------ Records to use

//! Parsing of incoming Stripe webhook events.
//!
//! Maps the raw JSON envelope into the handful of events the billing
//! flow cares about; everything else parses to [`StripeEvent::Ignored`]
//! so new event types never break the endpoint.

use serde::Deserialize;
use slettmeg_core::types::{DbId, Timestamp};

use crate::BillingError;

/// A webhook event reduced to the fields the billing flow acts on.
#[derive(Debug, Clone, PartialEq, Eq)]
pub enum StripeEvent {
    /// `checkout.session.completed` with a subscription attached.
    CheckoutCompleted {
        customer: String,
        subscription: String,
        user_id: Option<DbId>,
    },
    /// `customer.subscription.created` / `customer.subscription.updated`.
    SubscriptionChanged {
        customer: String,
        subscription: String,
        status: String,
        price_id: Option<String>,
        current_period_end: Option<Timestamp>,
    },
    /// `customer.subscription.deleted`.
    SubscriptionDeleted { customer: String },
    /// `invoice.payment_succeeded` for a subscription invoice.
    PaymentSucceeded { customer: String },
    /// `invoice.payment_failed` for a subscription invoice.
    PaymentFailed { customer: String },
    /// Any event type (or shape) the billing flow does not act on.
    Ignored,
}

#[derive(Deserialize)]
struct Envelope {
    #[serde(rename = "type")]
    event_type: String,
    data: EnvelopeData,
}

#[derive(Deserialize)]
struct EnvelopeData {
    object: serde_json::Value,
}

#[derive(Deserialize)]
struct CheckoutSession {
    customer: Option<String>,
    subscription: Option<String>,
    #[serde(default)]
    metadata: Metadata,
}

#[derive(Deserialize, Default)]
struct Metadata {
    user_id: Option<String>,
}

#[derive(Deserialize)]
struct SubscriptionObject {
    id: String,
    customer: String,
    status: String,
    current_period_end: Option<i64>,
    #[serde(default)]
    items: SubscriptionItems,
}

#[derive(Deserialize, Default)]
struct SubscriptionItems {
    #[serde(default)]
    data: Vec<SubscriptionItem>,
}

#[derive(Deserialize)]
struct SubscriptionItem {
    price: Price,
}

#[derive(Deserialize)]
struct Price {
    id: String,
}

#[derive(Deserialize)]
struct Invoice {
    customer: Option<String>,
    subscription: Option<String>,
}

/// Parse a raw webhook body into a [`StripeEvent`].
pub fn parse_event(payload: &[u8]) -> Result<StripeEvent, BillingError> {
    let envelope: Envelope = serde_json::from_slice(payload)
        .map_err(|e| BillingError::InvalidPayload(e.to_string()))?;

    let event = match envelope.event_type.as_str() {
        "checkout.session.completed" => {
            let session: CheckoutSession = from_object(envelope.data.object)?;
            match (session.customer, session.subscription) {
                (Some(customer), Some(subscription)) => StripeEvent::CheckoutCompleted {
                    customer,
                    subscription,
                    user_id: session.metadata.user_id.and_then(|id| id.parse().ok()),
                },
                // One-off payments carry no subscription; nothing to do.
                _ => StripeEvent::Ignored,
            }
        }
        "customer.subscription.created" | "customer.subscription.updated" => {
            let sub: SubscriptionObject = from_object(envelope.data.object)?;
            StripeEvent::SubscriptionChanged {
                customer: sub.customer,
                subscription: sub.id,
                status: sub.status,
                price_id: sub.items.data.first().map(|item| item.price.id.clone()),
                current_period_end: sub
                    .current_period_end
                    .and_then(|secs| chrono::DateTime::from_timestamp(secs, 0)),
            }
        }
        "customer.subscription.deleted" => {
            let sub: SubscriptionObject = from_object(envelope.data.object)?;
            StripeEvent::SubscriptionDeleted {
                customer: sub.customer,
            }
        }
        "invoice.payment_succeeded" => match invoice_customer(envelope.data.object)? {
            Some(customer) => StripeEvent::PaymentSucceeded { customer },
            None => StripeEvent::Ignored,
        },
        "invoice.payment_failed" => match invoice_customer(envelope.data.object)? {
            Some(customer) => StripeEvent::PaymentFailed { customer },
            None => StripeEvent::Ignored,
        },
        _ => StripeEvent::Ignored,
    };
    Ok(event)
}

fn from_object<T: serde::de::DeserializeOwned>(
    object: serde_json::Value,
) -> Result<T, BillingError> {
    serde_json::from_value(object).map_err(|e| BillingError::InvalidPayload(e.to_string()))
}

/// Customer of a subscription invoice; `None` for non-subscription invoices.
fn invoice_customer(object: serde_json::Value) -> Result<Option<String>, BillingError> {
    let invoice: Invoice = from_object(object)?;
    Ok(match (invoice.customer, invoice.subscription) {
        (Some(customer), Some(_)) => Some(customer),
        _ => None,
    })
}

#[cfg(test)]
mod tests {
    use super::*;

    #[test]
    fn test_checkout_completed_parsed() {
        let payload = serde_json::json!({
            "type": "checkout.session.completed",
            "data": { "object": {
                "customer": "cus_123",
                "subscription": "sub_456",
                "metadata": { "user_id": "42" }
            }}
        });
        let event = parse_event(payload.to_string().as_bytes()).unwrap();
        assert_eq!(
            event,
            StripeEvent::CheckoutCompleted {
                customer: "cus_123".into(),
                subscription: "sub_456".into(),
                user_id: Some(42),
            }
        );
    }

    #[test]
    fn test_checkout_without_subscription_ignored() {
        let payload = serde_json::json!({
            "type": "checkout.session.completed",
            "data": { "object": { "customer": "cus_123" } }
        });
        let event = parse_event(payload.to_string().as_bytes()).unwrap();
        assert_eq!(event, StripeEvent::Ignored);
    }

    #[test]
    fn test_subscription_updated_parsed() {
        let payload = serde_json::json!({
            "type": "customer.subscription.updated",
            "data": { "object": {
                "id": "sub_456",
                "customer": "cus_123",
                "status": "past_due",
                "current_period_end": 1_700_000_000,
                "items": { "data": [ { "price": { "id": "price_pro_123" } } ] }
            }}
        });
        let event = parse_event(payload.to_string().as_bytes()).unwrap();
        match event {
            StripeEvent::SubscriptionChanged {
                customer,
                status,
                price_id,
                current_period_end,
                ..
            } => {
                assert_eq!(customer, "cus_123");
                assert_eq!(status, "past_due");
                assert_eq!(price_id.as_deref(), Some("price_pro_123"));
                assert!(current_period_end.is_some());
            }
            other => panic!("unexpected event: {other:?}"),
        }
    }

    #[test]
    fn test_non_subscription_invoice_ignored() {
        let payload = serde_json::json!({
            "type": "invoice.payment_failed",
            "data": { "object": { "customer": "cus_123" } }
        });
        let event = parse_event(payload.to_string().as_bytes()).unwrap();
        assert_eq!(event, StripeEvent::Ignored);
    }

    #[test]
    fn test_unknown_event_type_ignored() {
        let payload = serde_json::json!({
            "type": "charge.refunded",
            "data": { "object": {} }
        });
        let event = parse_event(payload.to_string().as_bytes()).unwrap();
        assert_eq!(event, StripeEvent::Ignored);
    }

    #[test]
    fn test_invalid_json_rejected() {
        assert!(parse_event(b"not json").is_err());
    }
}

------------

Retype the material exactly, including every line.

-- Written answer --
//! Parsing of incoming Stripe webhook events.
//!
//! Maps the raw JSON envelope into the handful of events the billing
//! flow cares about; everything else parses to [`StripeEvent::Ignored`]
//! so new event types never break the endpoint.

use serde::Deserialize;
use slettmeg_core::types::{DbId, Timestamp};

use crate::BillingError;

/// A webhook event reduced to the fields the billing flow acts on.
#[derive(Debug, Clone, PartialEq, Eq)]
pub enum StripeEvent {
    /// `checkout.session.completed` with a subscription attached.
    CheckoutCompleted {
        customer: String,
        subscription: String,
        user_id: Option<DbId>,
    },
    /// `customer.subscription.created` / `customer.subscription.updated`.
    SubscriptionChanged {
        customer: String,
        subscription: String,
        status: String,
        price_id: Option<String>,
        current_period_end: Option<Timestamp>,
    },
    /// `customer.subscription.deleted`.
    SubscriptionDeleted { customer: String },
    /// `invoice.payment_succeeded` for a subscription invoice.
    PaymentSucceeded { customer: String },
    /// `invoice.payment_failed` for a subscription invoice.
    PaymentFailed { customer: String },
    /// Any event type (or shape) the billing flow does not act on.
    Ignored,
}

#[derive(Deserialize)]
struct Envelope {
    #[serde(rename = "type")]
    event_type: String,
    data: EnvelopeData,
}

#[derive(Deserialize)]
struct EnvelopeData {
    object: serde_json::Value,
}

#[derive(Deserialize)]
struct CheckoutSession {
    customer: Option<String>,
    subscription: Option<String>,
    #[serde(default)]
    metadata: Metadata,
}

#[derive(Deserialize, Default)]
struct Metadata {
    user_id: Option<String>,
}

#[derive(Deserialize)]
struct SubscriptionObject {
    id: String,
    customer: String,
    status: String,
    current_period_end: Option<i64>,
    #[serde(default)]
    items: SubscriptionItems,
}

#[derive(Deserialize, Default)]
struct SubscriptionItems {
    #[serde(default)]
    data: Vec<SubscriptionItem>,
}

#[derive(Deserialize)]
struct SubscriptionItem {
    price: Price,
}

#[derive(Deserialize)]
struct Price {
    id: String,
}

#[derive(Deserialize)]
struct Invoice {
    customer: Option<String>,
    subscription: Option<String>,
}

/// Parse a raw webhook body into a [`StripeEvent`].
pub fn parse_event(payload: &[u8]) -> Result<StripeEvent, BillingError> {
    let envelope: Envelope = serde_json::from_slice(payload)
        .map_err(|e| BillingError::InvalidPayload(e.to_string()))?;

    let event = match envelope.event_type.as_str() {
        "checkout.session.completed" => {
            let session: CheckoutSession = from_object(envelope.data.object)?;
            match (session.customer, session.subscription) {
                (Some(customer), Some(subscription)) => StripeEvent::CheckoutCompleted {
                    customer,
                    subscription,
                    user_id: session.metadata.user_id.and_then(|id| id.parse().ok()),
                },
                // One-off payments carry no subscription; nothing to do.
                _ => StripeEvent::Ignored,
            }
        }
        "customer.subscription.created" | "customer.subscription.updated" => {
            let sub: SubscriptionObject = from_object(envelope.data.object)?;
            StripeEvent::SubscriptionChanged {
                customer: sub.customer,
                subscription: sub.id,
                status: sub.status,
                price_id: sub.items.data.first().map(|item| item.price.id.clone()),
                current_period_end: sub
                    .current_period_end
                    .and_then(|secs| chrono::DateTime::from_timestamp(secs, 0)),
            }
        }
        "customer.subscription.deleted" => {
            let sub: SubscriptionObject = from_object(envelope.data.object)?;
            StripeEvent::SubscriptionDeleted {
                customer: sub.customer,
            }
        }
        "invoice.payment_succeeded" => match invoice_customer(envelope.data.object)? {
            Some(customer) => StripeEvent::PaymentSucceeded { customer },
            None => StripeEvent::Ignored,
        },
        "invoice.payment_failed" => match invoice_customer(envelope.data.object)? {
            Some(customer) => StripeEvent::PaymentFailed { customer },
            None => StripeEvent::Ignored,
        },
        _ => StripeEvent::Ignored,
    };
    Ok(event)
}

fn from_object<T: serde::de::DeserializeOwned>(
    object: serde_json::Value,
) -> Result<T, BillingError> {
    serde_json::from_value(object).map_err(|e| BillingError::InvalidPayload(e.to_string()))
}

/// Customer of a subscription invoice; `None` for non-subscription invoices.
fn invoice_customer(object: serde_json::Value) -> Result<Option<String>, BillingError> {
    let invoice: Invoice = from_object(object)?;
    Ok(match (invoice.customer, invoice.subscription) {
        (Some(customer), Some(_)) => Some(customer),
        _ => None,
    })
}

#[cfg(test)]
mod tests {
    use super::*;

    #[test]
    fn test_checkout_completed_parsed() {
        let payload = serde_json::json!({
            "type": "checkout.session.completed",
            "data": { "object": {
                "customer": "cus_123",
                "subscription": "sub_456",
                "metadata": { "user_id": "42" }
            }}
        });
        let event = parse_event(payload.to_string().as_bytes()).unwrap();
        assert_eq!(
            event,
            StripeEvent::CheckoutCompleted {
                customer: "cus_123".into(),
                subscription: "sub_456".into(),
                user_id: Some(42),
            }
        );
    }

    #[test]
    fn test_checkout_without_subscription_ignored() {
        let payload = serde_json::json!({
            "type": "checkout.session.completed",
            "data": { "object": { "customer": "cus_123" } }
        });
        let event = parse_event(payload.to_string().as_bytes()).unwrap();
        assert_eq!(event, StripeEvent::Ignored);
    }

    #[test]
    fn test_subscription_updated_parsed() {
        let payload = serde_json::json!({
            "type": "customer.subscription.updated",
            "data": { "object": {
                "id": "sub_456",
                "customer": "cus_123",
                "status": "past_due",
                "current_period_end": 1_700_000_000,
                "items": { "data": [ { "price": { "id": "price_pro_123" } } ] }
            }}
        });
        let event = parse_event(payload.to_string().as_bytes()).unwrap();
        match event {
            StripeEvent::SubscriptionChanged {
                customer,
                status,
                price_id,
                current_period_end,
                ..
            } => {
                assert_eq!(customer, "cus_123");
                assert_eq!(status, "past_due");
                assert_eq!(price_id.as_deref(), Some("price_pro_123"));
                assert!(current_period_end.is_some());
            }
            other => panic!("unexpected event: {other:?}"),
        }
    }

    #[test]
    fn test_non_subscription_invoice_ignored() {
        let payload = serde_json::json!({
            "type": "invoice.payment_failed",
            "data": { "object": { "customer": "cus_123" } }
        });
        let event = parse_event(payload.to_string().as_bytes()).unwrap();
        assert_eq!(event, StripeEvent::Ignored);
    }

    #[test]
    fn test_unknown_event_type_ignored() {
        let payload = serde_json::json!({
            "type": "charge.refunded",
            "data": { "object": {} }
        });
        let event = parse_event(payload.to_string().as_bytes()).unwrap();
        assert_eq!(event, StripeEvent::Ignored);
    }

    #[test]
    fn test_invalid_json_rejected() {
        assert!(parse_event(b"not json").is_err());
    }
}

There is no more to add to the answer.